Who doesn’t love a good mystery?

The mysterious and curious case of Jacobo Grinberg was brought to my attention by an associate who loves a good mystery, especially a mysterious disappearance.

Given Grinberg’s vocation and nationality as well as certain associations, I was surprised I hadn’t heard of him until this associate sent me an article.

The article then brought me to a documentary directed by Ida Cuéllar. The documentary led to viewing further interviews from family, friends, colleagues, and investigators. Then I found one of fifty plus books Grinberg wrote in his lifetime.

Has written?

Grinberg was a neurophysiologist, psychologist, and founder of the Instituto Nacional para el Estudio de la Conciencia and a graduate from the Facultad de Ciencias at the UNAM, Universidad Nacional Autónoma de México. I know a number of people who have studied and/or taught at the UNAM.

He went on to get a PhD in psychophysiology at the E. Roy John Laboratory part of the NYU School of Medicine. His preliminary focus and interest was electrophysiological effects of geometric stimuli on the human brain.

He established two laboratories of psychophysiology first at the Universidad Anáhuac (vince in bono malum) and then at the UNAM.
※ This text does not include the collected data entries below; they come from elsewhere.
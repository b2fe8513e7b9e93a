//! HTTP client initialization.

use std::sync::Arc;
use std::time::Duration;

use crate::config::Config;
use crate::error_handling::InitializationError;
use reqwest::ClientBuilder;

/// Initializes the HTTP client shared by service probes.
///
/// Creates a `reqwest::Client` configured with:
/// - User-Agent header from the configuration
/// - Per-request timeout from the configuration
/// - Redirect following enabled (up to 10 hops), so a service's error page
///   behind a redirect is still inspected
/// - Rustls TLS backend (no native TLS)
///
/// # Errors
///
/// Returns `InitializationError::HttpClientError` if client creation fails.
pub fn init_client(config: &Config) -> Result<Arc<reqwest::Client>, InitializationError> {
    let client = ClientBuilder::new()
        .timeout(Duration::from_secs(config.timeout_seconds))
        .user_agent(config.user_agent.clone())
        .redirect(reqwest::redirect::Policy::limited(10))
        .build()?;
    Ok(Arc::new(client))
}

#[cfg(test)]
mod tests {
    use super::*;

    #[test]
    fn test_init_client_with_defaults() {
        assert!(init_client(&Config::default()).is_ok());
    }

    #[test]
    fn test_init_client_with_custom_user_agent() {
        let config = Config {
            user_agent: "takeover-audit/1.0".to_string(),
            timeout_seconds: 1,
            ..Default::default()
        };
        assert!(init_client(&config).is_ok());
    }
}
Grinberg sought to use the scientific method to examine witchcraft, telepathy, meditation, and shamanism. His aim (always a threat to his scientific reputation) was to understand the magic world of shamans, healers, and mystics. He wrote over fifty books on these subjects in relation to brain activity.

He developed the Syntergic Theory (La Teoría Sintérgica- síntesis + energía) which posits a continuous space of energy of which the average human can only perceive a very small part of and that what one perceives shapes that person’s perception of reality. The vast majority of the world’s population in the same boat i.e. agreement, subconsciously (or unconsciously) of course. His suspicion and study was to prove that this perception could be increased, consciousness could be expanded and some adepts of ancient knowledge retained and demonstrated tangible proof of higher consciousness and manipulation of what the majority perceive as reality from the ability of tapping into this higher realm.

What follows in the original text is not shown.